There’s a BMI calculator here: BMI calculator

I’m five feet eleven inches tall, and I’ve set my goal weight at 175 pounds. That’s right at the top of the healthy range for my height, giving me a BMI of 24.4. That’s just within the healthy weight range.

Although I’d like to be lower than that, I’m starting with a goal that is achievable for me.

If you’re severely overweight, you might want to set a goal weight that gives you a BMI or 30 or even 35. This is about progress, not end results. Do what works for you, and select a goal that is within your sights.


If you (like me) have a lot of weight to lose, break things down into achievable short-term mini goals. These might include reaching a “big number” e.g. 250 pounds, or 200 pounds, or whatever. Or it might have nothing to do with actual weight, and instead being about fitting into a nice dress, or a slim cut pair of pants.
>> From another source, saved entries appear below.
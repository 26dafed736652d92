//! Type string parsing
//!
//! Parsing tries a registered list of `(predicate, parser)` pairs in a fixed
//! priority order: primitive, `Map`, `Pair`, `Array`, compound. The first
//! predicate that accepts the input picks the parser; there is no fallback
//! once a parser has been chosen.

use thiserror::Error;

use super::{Primitive, Type, TypeKind};

/// Failure to parse a type string
#[derive(Debug, Clone, PartialEq, Eq, Error)]
#[error("invalid type '{source_text}': {reason}")]
pub struct TypeParseError {
    pub source_text: String,
    pub reason: String,
}

impl TypeParseError {
    fn new(source: &str, reason: impl Into<String>) -> Self {
        Self {
            source_text: source.to_string(),
            reason: reason.into(),
        }
    }
}

type Predicate = fn(&str) -> bool;
type ParseFn = fn(&str) -> Result<Type, TypeParseError>;

/// Registered parsers, in priority order
const PARSERS: &[(Predicate, ParseFn)] = &[
    (is_primitive, parse_primitive),
    (is_map, parse_map),
    (is_pair, parse_pair),
    (is_array, parse_array),
    (is_compound, parse_compound),
];

pub(crate) fn parse_type(source: &str) -> Result<Type, TypeParseError> {
    let trimmed = source.trim();
    if trimmed.is_empty() {
        return Err(TypeParseError::new(source, "empty type"));
    }

    PARSERS
        .iter()
        .find(|(accepts, _)| accepts(trimmed))
        .map(|(_, parse)| parse(trimmed))
        .unwrap_or_else(|| Err(TypeParseError::new(source, "unrecognized type")))
}

/* ===================== Predicates ===================== */

fn strip_optional(source: &str) -> (&str, bool) {
    match source.strip_suffix('?') {
        Some(rest) => (rest.trim_end(), true),
        None => (source, false),
    }
}

fn is_primitive(source: &str) -> bool {
    Primitive::from_name(strip_optional(source).0).is_some()
}

fn is_map(source: &str) -> bool {
    source.starts_with("Map") && source["Map".len()..].trim_start().starts_with('[')
}

fn is_pair(source: &str) -> bool {
    source.starts_with("Pair") && source["Pair".len()..].trim_start().starts_with('[')
}

fn is_array(source: &str) -> bool {
    source.starts_with("Array") && source["Array".len()..].trim_start().starts_with('[')
}

fn is_compound(source: &str) -> bool {
    is_identifier(strip_optional(source).0)
}

pub(crate) fn is_identifier(name: &str) -> bool {
    let mut chars = name.chars();
    match chars.next() {
        Some(first) if first.is_ascii_alphabetic() => {
            chars.all(|c| c.is_ascii_alphanumeric() || c == '_')
        }
        _ => false,
    }
}

/* ===================== Parsers ===================== */

fn parse_primitive(source: &str) -> Result<Type, TypeParseError> {
    let (base, optional) = strip_optional(source);
    let primitive = Primitive::from_name(base)
        .ok_or_else(|| TypeParseError::new(source, "unknown primitive"))?;
    Ok(Type::new(TypeKind::Primitive(primitive), optional))
}

fn parse_map(source: &str) -> Result<Type, TypeParseError> {
    let (inner, suffix) = bracketed(source, "Map")?;
    let (optional, non_empty) = parse_suffix(source, suffix)?;
    if non_empty {
        return Err(TypeParseError::new(source, "'+' is only allowed on arrays"));
    }

    let [key, value] = two_arguments(source, inner)?;
    let key = parse_type(key)?;
    if !matches!(key.kind(), TypeKind::Primitive(_)) || key.is_optional() {
        return Err(TypeParseError::new(
            source,
            "map key must be a required primitive type",
        ));
    }
    let value = parse_type(value)?;
    Ok(Type::new(
        TypeKind::Map(Box::new(key), Box::new(value)),
        optional,
    ))
}

fn parse_pair(source: &str) -> Result<Type, TypeParseError> {
    let (inner, suffix) = bracketed(source, "Pair")?;
    let (optional, non_empty) = parse_suffix(source, suffix)?;
    if non_empty {
        return Err(TypeParseError::new(source, "'+' is only allowed on arrays"));
    }

    let [left, right] = two_arguments(source, inner)?;
    Ok(Type::new(
        TypeKind::Pair(Box::new(parse_type(left)?), Box::new(parse_type(right)?)),
        optional,
    ))
}

fn parse_array(source: &str) -> Result<Type, TypeParseError> {
    let (inner, suffix) = bracketed(source, "Array")?;
    let (optional, non_empty) = parse_suffix(source, suffix)?;

    if split_top_level(inner).len() != 1 {
        return Err(TypeParseError::new(source, "Array takes one type argument"));
    }
    let item = parse_type(inner)?;
    Ok(Type::new(
        TypeKind::Array {
            item: Box::new(item),
            non_empty,
        },
        optional,
    ))
}

fn parse_compound(source: &str) -> Result<Type, TypeParseError> {
    let (base, optional) = strip_optional(source);
    let kind = match base {
        "Object" => TypeKind::Object,
        "Array" | "Pair" | "Map" => {
            return Err(TypeParseError::new(source, "missing type arguments"))
        }
        name => TypeKind::Struct(name.to_string()),
    };
    Ok(Type::new(kind, optional))
}

/* ===================== Helpers ===================== */

/// Split `Name[inner]suffix` into `(inner, suffix)`
fn bracketed<'a>(source: &'a str, name: &str) -> Result<(&'a str, &'a str), TypeParseError> {
    let rest = source[name.len()..].trim_start();
    let open = source.len() - rest.len();

    let mut depth = 0usize;
    for (offset, ch) in source[open..].char_indices() {
        match ch {
            '[' => depth += 1,
            ']' => {
                depth -= 1;
                if depth == 0 {
                    let close = open + offset;
                    return Ok((&source[open + 1..close], &source[close + 1..]));
                }
            }
            _ => {}
        }
    }
    Err(TypeParseError::new(source, "unbalanced brackets"))
}

/// Parse the `+`/`?` suffix after a closing bracket
fn parse_suffix(source: &str, suffix: &str) -> Result<(bool, bool), TypeParseError> {
    match suffix.trim() {
        "" => Ok((false, false)),
        "?" => Ok((true, false)),
        "+" => Ok((false, true)),
        "+?" => Ok((true, true)),
        other => Err(TypeParseError::new(
            source,
            format!("unexpected trailing '{}'", other),
        )),
    }
}

fn two_arguments<'a>(source: &str, inner: &'a str) -> Result<[&'a str; 2], TypeParseError> {
    match split_top_level(inner).as_slice() {
        [first, second] => Ok([first, second]),
        _ => Err(TypeParseError::new(source, "expected two type arguments")),
    }
}

/// Split on commas that are not nested inside brackets
fn split_top_level(inner: &str) -> Vec<&str> {
    let mut parts = Vec::new();
    let mut depth = 0usize;
    let mut start = 0;
    for (idx, ch) in inner.char_indices() {
        match ch {
            '[' => depth += 1,
            ']' => depth = depth.saturating_sub(1),
            ',' if depth == 0 => {
                parts.push(inner[start..idx].trim());
                start = idx + 1;
            }
            _ => {}
        }
    }
    parts.push(inner[start..].trim());
    parts
}
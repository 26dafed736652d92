//! Documents and imports

use std::collections::{BTreeMap, HashSet};

use super::{EntityData, EntityId, EntityKind, Model};
use crate::error::{ModelError, ModelResult};
use crate::events::Event;

#[derive(Debug, Clone, Default)]
pub struct DocumentData {
    pub(crate) uri: Option<String>,
    pub(crate) version: Option<String>,
}

impl DocumentData {
    pub fn uri(&self) -> Option<&str> {
        self.uri.as_deref()
    }

    pub fn version(&self) -> Option<&str> {
        self.version.as_deref()
    }
}

#[derive(Debug, Clone, Default)]
pub struct ImportData {
    pub(crate) uri: String,
    /// `(original struct name, local name)`
    pub(crate) struct_aliases: Vec<(String, String)>,
    pub(crate) document: Option<EntityId>,
    pub(crate) failure: Option<String>,
}

impl ImportData {
    pub fn uri(&self) -> &str {
        &self.uri
    }

    pub fn struct_aliases(&self) -> &[(String, String)] {
        &self.struct_aliases
    }

    pub fn document(&self) -> Option<EntityId> {
        self.document
    }

    pub fn failure(&self) -> Option<&str> {
        self.failure.as_deref()
    }
}

impl Model {
    /* ===================== Documents ===================== */

    pub fn create_document(
        &mut self,
        uri: Option<&str>,
        version: Option<&str>,
    ) -> ModelResult<EntityId> {
        let document = self.create(EntityKind::Document, None)?;
        if let EntityData::Document(data) = &mut self.node_mut(document)?.data {
            data.uri = uri.map(str::to_string);
            data.version = version.map(str::to_string);
        }
        Ok(document)
    }

    pub fn document(&self, id: EntityId) -> ModelResult<&DocumentData> {
        match &self.node(id)?.data {
            EntityData::Document(data) => Ok(data),
            _ => Err(ModelError::WrongKind {
                id,
                expected: "document",
            }),
        }
    }

    /// Document whose uri is `uri`
    pub fn document_by_uri(&self, uri: &str) -> Option<EntityId> {
        self.documents()
            .iter()
            .copied()
            .find(|doc| self.document(*doc).is_ok_and(|data| data.uri() == Some(uri)))
    }

    /* ===================== Imports ===================== */

    pub fn add_import(
        &mut self,
        document: EntityId,
        uri: &str,
        alias: Option<&str>,
        struct_aliases: Vec<(String, String)>,
    ) -> ModelResult<EntityId> {
        self.ensure_live(document)?;
        let import = self.create(EntityKind::Import, None)?;
        let node = self.node_mut(import)?;
        node.alias = alias.map(str::to_string);
        if let EntityData::Import(data) = &mut node.data {
            data.uri = uri.to_string();
            data.struct_aliases = struct_aliases;
        }
        if let Err(err) = self.set_parent(import, Some(document)) {
            self.mark_destroyed(import);
            return Err(err);
        }
        Ok(import)
    }

    pub fn import(&self, id: EntityId) -> ModelResult<&ImportData> {
        match &self.node(id)?.data {
            EntityData::Import(data) => Ok(data),
            _ => Err(ModelError::WrongKind {
                id,
                expected: "import",
            }),
        }
    }

    /// Namespace of an import: its alias, or the file stem of its uri
    pub fn import_namespace(&self, import: EntityId) -> Option<String> {
        if let Some(alias) = self.alias(import) {
            return Some(alias.to_string());
        }
        let uri = self.import(import).ok()?.uri.as_str();
        let file = uri.rsplit(['/', '\\']).next().unwrap_or(uri);
        let stem = file.strip_suffix(".wdl").unwrap_or(file);
        (!stem.is_empty()).then(|| stem.to_string())
    }

    /// Record the outcome of loading an import
    ///
    /// Spreads `TreeChanged` from the importing document so calls and struct
    /// types re-resolve against the new namespace.
    pub fn set_import_document(
        &mut self,
        import: EntityId,
        loaded: Result<EntityId, String>,
    ) -> ModelResult<()> {
        let (document, failure) = match loaded {
            Ok(document) => (Some(document), None),
            Err(failure) => (None, Some(failure)),
        };
        match &mut self.node_mut(import)?.data {
            EntityData::Import(data) => {
                data.document = document;
                data.failure = failure;
            }
            _ => {
                return Err(ModelError::WrongKind {
                    id: import,
                    expected: "import",
                })
            }
        }
        self.emit(import, Event::ImportLoaded { document });
        let root = self.root(import);
        self.spread_from(root, Event::TreeChanged { source: import });
        Ok(())
    }

    /// Clear imports pointing at a destroyed document
    pub(crate) fn forget_imported_document(&mut self, document: EntityId) {
        for node in self.entities.values_mut() {
            if let EntityData::Import(data) = &mut node.data {
                if data.document == Some(document) {
                    data.document = None;
                }
            }
        }
    }

    /* ===================== Lookup ===================== */

    /// Find a task or workflow by `name` or `namespace.name`
    pub fn find_executable(&self, document: EntityId, name: &str) -> Option<EntityId> {
        self.find_executable_in(document, name, &mut HashSet::new())
    }

    fn find_executable_in(
        &self,
        document: EntityId,
        name: &str,
        visited: &mut HashSet<EntityId>,
    ) -> Option<EntityId> {
        if !visited.insert(document) {
            return None;
        }
        match name.split_once('.') {
            Some((namespace, rest)) => self
                .children_of_kind(document, EntityKind::Import)
                .into_iter()
                .filter(|import| self.import_namespace(*import).as_deref() == Some(namespace))
                .filter_map(|import| self.import(import).ok()?.document)
                .find_map(|imported| self.find_executable_in(imported, rest, visited)),
            None => self.children(document).iter().copied().find(|child| {
                child.kind().is_executable() && self.name(*child) == Some(name)
            }),
        }
    }

    /// Structs visible in `document`: its own plus every imported struct,
    /// under its import alias where one is given
    ///
    /// Structs are not namespace-qualified; a local definition shadows an
    /// imported one of the same name.
    pub fn global_structs(&self, document: EntityId) -> BTreeMap<String, EntityId> {
        let mut structs = BTreeMap::new();
        self.collect_structs(document, &mut structs, &mut HashSet::new());
        structs
    }

    fn collect_structs(
        &self,
        document: EntityId,
        structs: &mut BTreeMap<String, EntityId>,
        visited: &mut HashSet<EntityId>,
    ) {
        if !visited.insert(document) {
            return;
        }
        for structure in self.children_of_kind(document, EntityKind::Struct) {
            if let Some(name) = self.name(structure) {
                structs.entry(name.to_string()).or_insert(structure);
            }
        }

        for import in self.children_of_kind(document, EntityKind::Import) {
            let Ok(data) = self.import(import) else {
                continue;
            };
            let Some(imported) = data.document else {
                continue;
            };
            let mut nested = BTreeMap::new();
            self.collect_structs(imported, &mut nested, visited);
            for (name, structure) in nested {
                let local = data
                    .struct_aliases
                    .iter()
                    .find(|(original, _)| *original == name)
                    .map_or(name, |(_, alias)| alias.clone());
                structs.entry(local).or_insert(structure);
            }
        }
        visited.remove(&document);
    }

    /// The struct [`global_structs`](Self::global_structs) would list under
    /// `name`, looked up without collecting the others
    pub fn find_struct(&self, document: EntityId, name: &str) -> Option<EntityId> {
        self.find_struct_in(document, name, &mut HashSet::new())
    }

    fn find_struct_in(
        &self,
        document: EntityId,
        name: &str,
        visited: &mut HashSet<EntityId>,
    ) -> Option<EntityId> {
        if !visited.insert(document) {
            return None;
        }
        let mut found = self
            .children_of_kind(document, EntityKind::Struct)
            .into_iter()
            .find(|structure| self.name(*structure) == Some(name));

        for import in self.children_of_kind(document, EntityKind::Import) {
            if found.is_some() {
                break;
            }
            let Ok(data) = self.import(import) else {
                continue;
            };
            let Some(imported) = data.document else {
                continue;
            };
            let original = match data.struct_aliases.iter().find(|(_, alias)| alias == name) {
                Some((original, _)) => original.as_str(),
                None if data.struct_aliases.iter().any(|(original, _)| original == name) => {
                    continue
                }
                None => name,
            };
            found = self.find_struct_in(imported, original, visited);
        }
        visited.remove(&document);
        found
    }
}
I also suggest you weigh yourself daily, and log the weight using an app or a notebook. Daily weighs may seem counter intuitive, but they help you get the big picture about how your weight fluctuates, as well as reminding you that your weight is important.

I fluctuate quite a bit on a daily basis. So today I weighed in a full two pounds over yesterday’s weight – and I know I haven’t gained that much in 24 hours! That’s okay – I logged the weight on the app I use, and I know that next time I weigh in I’ll probably be back down again.

Daily weigh ins help you keep in touch with your real body, its ups and downs, and its mechanisms. They will also help make weighing in a habit, which is what you want, as it will help you keep check on your health and the amount of fat you really need to lose.


Measure your waist, bust and hips once a month.

It’s not only useful to know your measurements for when you buy clothes (especially online), but measurements provide an indication of how you’re going.

I’d recommend you measure no more than once a month, as otherwise the changes will likely be too small to notice.

I measure myself on the first of every month, and I note the figures down.